→ **BRIEF**:
Among the entries below, extract exactly the lines that run from the one with "use rstest::rstest;" through the one with "assert_eq!(root.id(), 0);", both ends included.

→ **INFORMATION PROVIDED**:
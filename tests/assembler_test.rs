//! End-to-end tests: event streams in, tag trees out

use std::path::PathBuf;

use indexmap::IndexMap;
use rstest::rstest;

use tagtree::application::{assemble, read_events, Event, TreeStats};
use tagtree::domain::{
    AssemblerOptions, DomainError, EventSink, HtmlTagKind, StackAssembler, Tag, TagArena,
    TextMode,
};
use tagtree::util::testing;

fn fixture(name: &str) -> PathBuf {
    PathBuf::from(env!("CARGO_MANIFEST_DIR"))
        .join("tests/resources/events")
        .join(name)
}

fn no_attrs() -> IndexMap<String, String> {
    IndexMap::new()
}

fn assemble_default(events: Vec<Event>) -> Result<Tag<HtmlTagKind>, DomainError> {
    assemble(events, &AssemblerOptions::default())
}

// ============================================================
// Small documents
// ============================================================

#[test]
fn given_single_paragraph_when_assembled_then_root_carries_text() {
    testing::init_test_setup();
    let mut asm: StackAssembler = StackAssembler::new();

    asm.start_element("p", no_attrs()).unwrap();
    asm.characters("Hello").unwrap();
    asm.end_element("p").unwrap();
    let root = asm.finish().unwrap();

    assert_eq!(root.kind(), HtmlTagKind::P);
    assert_eq!(root.id(), 0);
    assert_eq!(root.text(), Some("Hello"));
    assert!(root.is_root());
    assert!(root.children().is_empty());
}

#[test]
fn given_nested_elements_when_assembled_then_structure_and_rendering_match() {
    let root = assemble_default(vec![
        Event::start("div", [("id", "x")]),
        Event::start("span", Vec::<(&str, &str)>::new()),
        Event::text("hi"),
        Event::end("span"),
        Event::end("div"),
    ])
    .unwrap();

    assert_eq!(root.kind(), HtmlTagKind::Div);
    assert_eq!(root.attribute("id"), Some("x"));
    let children = root.children();
    assert_eq!(children.len(), 1);
    let span = &children[0];
    assert_eq!(span.kind(), HtmlTagKind::Span);
    assert_eq!(span.text(), Some("hi"));
    assert!(span.parent().unwrap().same_node(&root));

    assert_eq!(
        root.render(3),
        "<div id=x>\n   <span>\n      hi\n   </span>\n</div>"
    );
    assert_eq!(root.to_string(), root.render(3));
}

#[rstest]
#[case("foo")]
#[case("my-widget")]
#[case("")]
fn given_unknown_element_name_when_assembled_then_kind_is_default(#[case] name: &str) {
    let root = assemble_default(vec![
        Event::start(name, Vec::<(&str, &str)>::new()),
        Event::end(name),
    ])
    .unwrap();

    assert_eq!(root.kind(), HtmlTagKind::Default);
}

#[rstest]
#[case("DIV")]
#[case("Div")]
#[case("div")]
fn given_element_name_in_any_case_when_assembled_then_kind_resolves(#[case] name: &str) {
    let root = assemble_default(vec![
        Event::start(name, Vec::<(&str, &str)>::new()),
        Event::end(name),
    ])
    .unwrap();

    assert_eq!(root.kind(), HtmlTagKind::Div);
}

#[test]
fn given_element_without_text_when_assembled_then_text_is_empty() {
    let root = assemble_default(vec![
        Event::start("br", Vec::<(&str, &str)>::new()),
        Event::end("br"),
    ])
    .unwrap();

    assert_eq!(root.text(), Some(""));
    assert_eq!(root.render(3), "<br>\n</br>");
}

// ============================================================
// Malformed streams
// ============================================================

#[test]
fn given_close_on_empty_stack_when_assembling_then_fails_with_malformed_input() {
    let mut asm: StackAssembler = StackAssembler::new();

    let result = asm.end_element("p");

    assert!(matches!(result, Err(DomainError::MalformedInput(_))));
    assert!(asm.is_aborted());
    assert_eq!(asm.open_elements(), 0);
}

#[test]
fn given_second_root_when_assembling_then_fails_with_malformed_input() {
    let result = assemble_default(vec![
        Event::start("p", Vec::<(&str, &str)>::new()),
        Event::end("p"),
        Event::start("p", Vec::<(&str, &str)>::new()),
        Event::end("p"),
    ]);

    assert!(matches!(result, Err(DomainError::MalformedInput(_))));
}

#[test]
fn given_empty_stream_when_finishing_then_fails_with_malformed_input() {
    let result = assemble_default(Vec::new());
    assert!(matches!(result, Err(DomainError::MalformedInput(_))));
}

#[test]
fn given_strict_options_when_close_mismatches_then_fails() {
    let options = AssemblerOptions {
        strict_end_tags: true,
        ..AssemblerOptions::default()
    };
    let result = assemble::<HtmlTagKind>(
        vec![
            Event::start("ul", Vec::<(&str, &str)>::new()),
            Event::end("ol"),
        ],
        &options,
    );

    assert!(matches!(result, Err(DomainError::MalformedInput(_))));
}

// ============================================================
// Deep documents
// ============================================================

#[test]
fn given_document_nested_100_000_levels_when_assembled_then_stats_and_render_succeed() {
    let levels = 100_000;
    let mut events: Vec<Event> = (0..levels)
        .map(|_| Event::start("div", Vec::<(&str, &str)>::new()))
        .collect();
    events.push(Event::text("bottom"));
    events.extend((0..levels).map(|_| Event::end("div")));

    let root = assemble_default(events).unwrap();
    let stats = TreeStats::collect(&root);
    let rendered = root.render(0);

    assert_eq!(stats.nodes, levels);
    assert_eq!(stats.depth, levels);
    assert_eq!(stats.leaves, 1);
    assert_eq!(rendered.lines().count(), 2 * levels + 1);
    assert!(rendered.starts_with("<div>\n<div>"));
    assert!(rendered.contains("<div>\nbottom\n</div>"));
    assert!(rendered.ends_with("</div>\n</div>"));
}

// ============================================================
// Options
// ============================================================

#[test]
fn given_append_mode_when_text_is_chunked_then_chunks_are_joined() {
    let options = AssemblerOptions {
        text_mode: TextMode::Append,
        ..AssemblerOptions::default()
    };
    let root = assemble::<HtmlTagKind>(
        vec![
            Event::start("p", Vec::<(&str, &str)>::new()),
            Event::text("First "),
            Event::text("paragraph."),
            Event::end("p"),
        ],
        &options,
    )
    .unwrap();

    assert_eq!(root.text(), Some("First paragraph."));
}

#[test]
fn given_shared_arena_when_assembling_two_documents_then_both_live_in_it() {
    let arena: TagArena = TagArena::new();
    let mut roots = Vec::new();
    for name in ["p", "div"] {
        let mut asm = StackAssembler::in_arena(arena.clone(), AssemblerOptions::default());
        asm.start_element(name, no_attrs()).unwrap();
        asm.end_element(name).unwrap();
        roots.push(asm.finish().unwrap());
    }

    assert_eq!(arena.len(), 2);
    assert!(roots.iter().all(|r| r.arena().same_arena(&arena)));
}

// ============================================================
// Recorded event files
// ============================================================

#[test]
fn given_stylesheet_link_when_assembled_then_attributes_keep_order_and_values() {
    testing::init_test_setup();
    let events = read_events(&fixture("stylesheet_link.jsonl")).unwrap();
    let root = assemble_default(events).unwrap();

    let head = root.children()[0].clone();
    let link = head.children()[0].clone();
    assert_eq!(head.kind(), HtmlTagKind::Head);
    assert_eq!(link.kind(), HtmlTagKind::Link);
    assert_eq!(link.attribute("rel"), Some("stylesheet"));
    assert_eq!(link.attribute("type"), Some("text/css"));
    assert_eq!(
        link.attribute("href"),
        Some("//cdn.sstatic.net/stackoverflow/all.css?v=fd40bcfb3c2e")
    );
    let keys: Vec<_> = link.attributes().keys().map(String::as_str).collect();
    assert_eq!(keys, vec!["rel", "type", "href"]);
}

#[test]
fn given_article_when_assembled_then_stats_describe_shape() {
    let events = read_events(&fixture("article.jsonl")).unwrap();
    let root = assemble_default(events).unwrap();

    let stats = TreeStats::collect(&root);

    assert_eq!(
        stats,
        TreeStats {
            nodes: 8,
            depth: 4,
            leaves: 5,
            max_children: 4,
            unknown: 1,
        }
    );
    let ids: Vec<_> = root.descendants().map(|t| t.id()).collect();
    assert_eq!(ids, (0..8).collect::<Vec<u64>>());
    let texts: Vec<_> = root
        .leaves()
        .iter()
        .map(|t| t.text().unwrap_or_default().to_string())
        .collect();
    assert_eq!(texts, vec!["Alignment", "First paragraph.", "legacy", "one", "two"]);
}

#[test]
fn given_unclosed_document_when_assembled_then_fails_with_malformed_input() {
    let events = read_events(&fixture("unclosed.jsonl")).unwrap();

    let result = assemble_default(events);

    match result {
        Err(DomainError::MalformedInput(msg)) => assert!(msg.contains("unclosed"), "{msg}"),
        other => panic!("expected MalformedInput, got {other:?}"),
    }
}

#[test]
fn given_missing_event_file_when_reading_then_fails_with_io_error() {
    let result = read_events(&fixture("does_not_exist.jsonl"));
    assert!(matches!(
        result,
        Err(tagtree::application::ApplicationError::Io { .. })
    ));
}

→ **RESULT OF THIS TASK**:
use rstest::rstest;

use tagtree::application::{assemble, read_events, Event, TreeStats};
use tagtree::domain::{
    AssemblerOptions, DomainError, EventSink, HtmlTagKind, StackAssembler, Tag, TagArena,
    TextMode,
};
use tagtree::util::testing;

fn fixture(name: &str) -> PathBuf {
    PathBuf::from(env!("CARGO_MANIFEST_DIR"))
        .join("tests/resources/events")
        .join(name)
}

fn no_attrs() -> IndexMap<String, String> {
    IndexMap::new()
}

fn assemble_default(events: Vec<Event>) -> Result<Tag<HtmlTagKind>, DomainError> {
    assemble(events, &AssemblerOptions::default())
}

// ============================================================
// Small documents
// ============================================================

#[test]
fn given_single_paragraph_when_assembled_then_root_carries_text() {
    testing::init_test_setup();
    let mut asm: StackAssembler = StackAssembler::new();

    asm.start_element("p", no_attrs()).unwrap();
    asm.characters("Hello").unwrap();
    asm.end_element("p").unwrap();
    let root = asm.finish().unwrap();

    assert_eq!(root.kind(), HtmlTagKind::P);
    assert_eq!(root.id(), 0);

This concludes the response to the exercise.